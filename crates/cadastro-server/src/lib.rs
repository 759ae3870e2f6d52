// Cadastro server - JSON API over the registration form engine
// One form per session, seeded from the entry route

pub mod error;
pub mod handlers;
pub mod settings;
pub mod state;

use axum::{
    routing::{get, post},
    Router,
};

pub use error::ErrorResponse;
pub use handlers::{BlurRequest, EditRequest, FormView};
pub use state::{AppState, SessionLimits};

/// Build the router. Entry paths live under `/<route_prefix>`.
pub fn router(state: AppState, route_prefix: &str) -> Router {
    let prefix = route_prefix.trim_matches('/');

    Router::new()
        .route(&format!("/{}", prefix), get(handlers::seed_handler))
        .route(&format!("/{}/*rest", prefix), get(handlers::seed_handler))
        .route("/forms/:session/edit", post(handlers::edit_handler))
        .route("/forms/:session/blur", post(handlers::blur_handler))
        .route("/forms/:session/submit", post(handlers::submit_handler))
        .route(
            "/forms/:session/notification/dismiss",
            post(handlers::dismiss_handler),
        )
        .with_state(state)
}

(The problem): Write only the number of lines in the records that contain the string "error".

(Written response): 2